Откуда взялась эта почти одновременная тяга к тому, чтобы иметь в России какую-нибудь связную и цельную историю, явившаяся в какие-то полгода, — наверное, это действительно было бы неплохо знать или хотя бы предполагать. У меня предположение печальное. Истории нам хочется потому, что история прекратила течение свое — и мы теперь живем на следующих страницах «Истории одного города», где у Салтыкова-Щедрина глуповский градоначальник Василиск Бородавкин рассуждает, почти буквально, кстати, цитируя историка Татищева: «Вору следует трепетать менее, нежели убийце; убийце же менее, нежели безбожному вольнодумцу». В стране, где ничего не происходит, потому что то, что нужно, невозможно, а то, что возможно и исполнимо, даром не сдалось, ибо бесполезно, — тяга к истории действительно должна быть необорима. На Болотной нынче пусто — так пойдем сражаться на Сенатскую, даром оппоненты все в танке — у них всегда и везде помесь Курской дуги и Ледового побоища. Так уже было — в сущности, история, если она не хлеб профессионального историка (а таких мало), всегда есть способ выражения своих мыслей о настоящем картинами прошлого. Мысли о настоящем расползаются, Кромвель и Петр мельтешат перед глазами, меняясь отрубленными головами и прочими частями тела, — и тоска по цельному восприятию настоящего гонит нас к двадцати томам однозначности, к святцам, к единственной истине. Пусть даже и неприятной, но одной. Сколько ж можно неопределенности?

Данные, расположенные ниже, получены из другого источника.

/// Expands one limit order's fill. `clearing_price` is None for resting orders hit by market
/// orders, which execute at their own price. the order's fillable is reduced by the fill.
pub fn expand_limit_fill(
    ctx: &ExpansionContext<'_>,
    positions: &mut PositionCache,
    mut order: DerivativeLimitOrder,
    fill_quantity: Decimal,
    clearing_price: Option<Decimal>,
    is_transient: bool,
) -> OrderStateExpansion {
    let market = ctx.market;
    let execution_price = clearing_price.unwrap_or(order.price());
    let mut fee_rate = if is_transient {
        market.taker_fee_rate()
    } else {
        market.maker_fee_rate()
    };
    // liquidations close with no fee, so no taker fee exists to pay a maker rebate
    if fee_rate.is_sign_negative() && ctx.is_liquidation {
        fee_rate = Decimal::ZERO;
    }

    let subaccount_id = order.subaccount_id();
    let fee = ctx.fee_data(subaccount_id, fill_quantity, execution_price, fee_rate);
    let position = positions.get_or_create(subaccount_id, order.is_buy());

    let mut unused_margin_refund = Decimal::ZERO;
    let position_delta = (fill_quantity > Decimal::ZERO).then(|| {
        let proportional = order.margin_for_fill(fill_quantity);
        let execution_margin = ctx.execution_margin(proportional, order.is_reduce_only(), order.is_buy(), fill_quantity, execution_price);
        if market.is_binary_options() && proportional > execution_margin {
            unused_margin_refund = proportional - execution_margin;
        }
        PositionDelta::new(order.is_buy(), fill_quantity, execution_margin, execution_price)
    });
    let outcome = match &position_delta {
        Some(delta) => position.apply_position_delta(delta, fee.trader_fee),
        None => Default::default(),
    };

    let unmatched_fee_refund_rate = if is_transient {
        market.taker_fee_rate() - market.maker_fee_rate().max(Decimal::ZERO)
    } else {
        Decimal::ZERO
    };
    let fees = order_fees_and_refunds(
        order.fillable,
        order.price(),
        order.is_reduce_only(),
        fill_quantity,
        execution_price,
        fee_rate,
        unmatched_fee_refund_rate,
        &fee,
    );
    order.fillable -= fill_quantity;

    let total_balance_delta = outcome.payout - (outcome.collateralization_margin + fees.fee_charge);
    let mut available_balance_delta = outcome.payout
        + outcome.close_execution_margin
        + fees.matched_fee_refund_or_charge
        + fees.unmatched_fee_refund
        + unused_margin_refund;
    if fee.trader_fee.is_sign_negative() && !order.is_reduce_only() {
        available_balance_delta += fee.trader_fee.abs();
    }

    let adjusted = adjust_position_margin_if_necessary(market, ctx.bank, subaccount_id, position, available_balance_delta, total_balance_delta);
    let is_reduce_only = order.is_reduce_only();
    OrderStateExpansion {
        subaccount_id,
        fee_recipient: order.info.fee_recipient,
        is_buy: order.is_buy(),
        position_delta,
        payout: outcome.payout,
        pnl: outcome.pnl,
        market_balance_delta: market_balance_delta(outcome.payout, outcome.collateralization_margin, fee.trader_fee, is_reduce_only)
            + adjusted.market_balance_delta,
        total_balance_delta: adjusted.total_balance_delta,
        available_balance_delta: adjusted.available_balance_delta,
        fee,
        fill_quantity,
        order: FilledOrder::Limit(order),
    }
}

Но обидно не за то, что оппоненты неправы, а за всех нас: мы почему-то думаем, что нас хватит на то, чтобы удержать Россию с ее историей в голове, осознать ее и найти в этом осознании указание, куда ж нам плыть. Между тем мы и сами знаем — это указание получить из прошлого невозможно. Во всяком случае, невозможно создать хотя бы в одной голове такую историю России, из которой будет следовать будущее. Но почему нам кажется, что будущее должно следовать из прошлого?
Да если это и в каком-то смысле так — знаете, в последнее время, наряду с общим и бесполезным желанием что-то такое понять в Смутном времени и нэпе о нас нынешних, у меня есть еще одно развлечение. Смотришь на фотографию — господи, 1919 год, а ведь смеются, и платье в горох, и застенчивы, и серьезны. Или вот мемуары почти обычного человека, 1929 года — а ведь нет у него в голове никакого великого перелома, и в 1946 году у него не послевоенное восстановление на уме, и в 1976 году — не застой. Исторические документы полны такими несообразностями и анахронизмами. А уж рассказы очевидцев почти все состоят из этого нетипичного: в лагере играли в футбол, в плену немец-врач лечил и подкармливал, в обкоме был добрый человек, и в гестапо, и в гетто, а в голод принесли хлеб и рыбу — и мы ели и выжили. Все умерли, а они нет — и мы тоже нет. Разве это не чудесно?